Brazil boasts many underexploited assets as an outsourcing destination: it is located in a central time-zone for Europe and America, and has a very mature domestic IT market. Ribeiro jokes that Brazil has been IT's best-kept secret and he seems determined to change that state of affairs. With a training as a civil engineer, he realised early on the potential of the internet in the construction industry. Driven by this conviction, he set up his own internet venture, Superobra, to supply business-to-business IT services in the construction industry. He is now chairman of the board of Superobra. Listening to him speak, one could be forgiven for thinking that this is just a hobby for him. In fact, Politec was ranked second in BusinessWeek's list of global emerging outsourcing players in January, and Brazil is fast gaining international visibility. Ribeiro is indeed a man on a mission.

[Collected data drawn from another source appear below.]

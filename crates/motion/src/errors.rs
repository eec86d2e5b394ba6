//! Error types for the motion planning crate.

use core::fmt;

/// Represents errors that can occur during motion planning.
#[derive(Debug, PartialEq, Eq, Clone, Copy)]
pub enum PlanError {
    /// The block buffer has no free slot. The caller is expected to
    /// service pending runtime commands and retry once the stepper has
    /// discarded a block.
    BufferFull,
    /// The requested feed rate was zero or negative.
    InvalidFeedRate,
}

impl fmt::Display for PlanError {
    fn fmt(&self, f: &mut fmt::Formatter<'_>) -> fmt::Result {
        match self {
            PlanError::BufferFull => write!(f, "block buffer full"),
            PlanError::InvalidFeedRate => write!(f, "invalid feed rate"),
        }
    }
}

#[cfg(feature = "std")]
impl std::error::Error for PlanError {}
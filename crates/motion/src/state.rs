//! Shared system state: machine state, step-counted position, and the
//! runtime-command bitset raised by interrupts and real-time input.

use core::sync::atomic::{AtomicU8, Ordering};

use crate::N_AXIS;

/// Top-level machine state. Transitions are owned by the runtime
/// coordinator; the stepper only reads this to pick its rate policy.
#[derive(Debug, Clone, Copy, PartialEq, Eq)]
pub enum MachineState {
    /// Booting; no motion allowed yet.
    Init,
    /// Nothing queued, steppers idle.
    Idle,
    /// Blocks queued but the cycle has not been started.
    Queued,
    /// Executing queued blocks.
    Cycle,
    /// Feed hold: decelerating to a stop, resumable.
    Hold,
    /// Homing cycle in progress.
    Homing,
    /// Latched fault; motion locked out until explicitly cleared.
    Alarm,
    /// G-code is parsed and validated but not executed.
    CheckMode,
}

/// Singleton machine state shared between foreground and the step
/// interrupt. `position` is mutated only by the step interrupt while a
/// block executes, and by homing.
#[derive(Debug)]
pub struct SystemState {
    pub state: MachineState,
    /// Authoritative machine position, in signed steps per axis.
    pub position: [i32; N_AXIS],
    /// Start cycles automatically when a block is committed.
    pub auto_start: bool,
}

impl SystemState {
    pub fn new() -> Self {
        Self {
            state: MachineState::Init,
            position: [0; N_AXIS],
            auto_start: false,
        }
    }
}

impl Default for SystemState {
    fn default() -> Self {
        Self::new()
    }
}

/// Pending runtime commands, set from interrupt context or the real-time
/// serial path and consumed by the foreground coordinator. Word-wide
/// read-modify-write keeps set/test-and-clear atomic without a lock.
#[derive(Debug, Default)]
pub struct ExecFlags(AtomicU8);

impl ExecFlags {
    pub const STATUS_REPORT: u8 = 1 << 0;
    pub const CYCLE_START: u8 = 1 << 1;
    pub const FEED_HOLD: u8 = 1 << 2;
    pub const CYCLE_STOP: u8 = 1 << 3;
    pub const FEED_HOLD_COMPLETE: u8 = 1 << 4;
    pub const RESET_ALARM: u8 = 1 << 5;
    pub const ABORT: u8 = 1 << 6;

    pub const fn new() -> Self {
        Self(AtomicU8::new(0))
    }

    /// Raise the given command bits.
    pub fn set(&self, bits: u8) {
        self.0.fetch_or(bits, Ordering::AcqRel);
    }

    /// Atomically test and clear the given bits. Returns true if any of
    /// them was set.
    pub fn take(&self, bits: u8) -> bool {
        self.0.fetch_and(!bits, Ordering::AcqRel) & bits != 0
    }

    /// Current snapshot, without clearing anything.
    pub fn peek(&self) -> u8 {
        self.0.load(Ordering::Acquire)
    }

    pub fn clear_all(&self) {
        self.0.store(0, Ordering::Release);
    }
}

Ricardo Semler seldom needs introducing: he has been profiled in more than 200 magazines and newspapers, and is present in every leader ranking from Time 100 to the World Economic Forum. At his manufacturing company Semco, employees set their own hours, holidays and pay; they choose their boss, their office and whether they attend meetings. At the time many thought it was a passing whim: unsustainable and bound to fail. But 24 years on, Semler has had the last laugh. His company has weathered some of Brazil's toughest economic turmoil and revenues have grown from $4 million in 1982 to $212 million in 2003. The workforce now has over 3,000 employees, up from just 90 when Semler joined. Semler's 1989 article in the Harvard Business Review, 'Managing without managers', is still one of the most popular reprints, and his books, Maverick: the success story behind the world's most unusual workplace (1993) and The seven-day weekend: changing the way work works (2004), have been international best-sellers.


Natura It's been a good year for the Brazilian cosmetics company trio of co-chairmen: two of them, Luiz Seabra and Guilherme Leal, have just made it into Fortune's 2006 list of billionaires. Seabra started Natura in 1969 as a small lab with a single shop in Sao Paulo; it is now a vibrant cosmetics empire with a portfolio of 600 products, half a million consultants in Latin America and revenues of $1.5 billion. Dubbed the 'Brazilian Body Shop', Natura has made its name through its ethics and values. One of its product lines, Ekos, is derived entirely from products grown sustainably in the Amazon. Natura also branded itself very early on as a company with a social edge. "For over a decade now, our strategy has been anchored to the belief that a business can be a powerful engine for social transformation and help create a much more just and egalitarian society," said the 2005 annual report. A board of directors was set up in 1998, six years before the company was floated on the Sao Paulo Stock Exchange, in an effort to promote transparency. It is also the only company in Latin America to have signed up to the Global Reporting Initiative, whereby companies produce reports on the social and environmental impacts of their activities.

Natura's consultants are also involved with campaigns promoting education and the use of refills to minimise the environmental impact of the company.

Such a philosophy should raise the bar of corporate social responsibility standards worldwide. The company opened its first European store in Paris last year and the French have given it the thumbs up.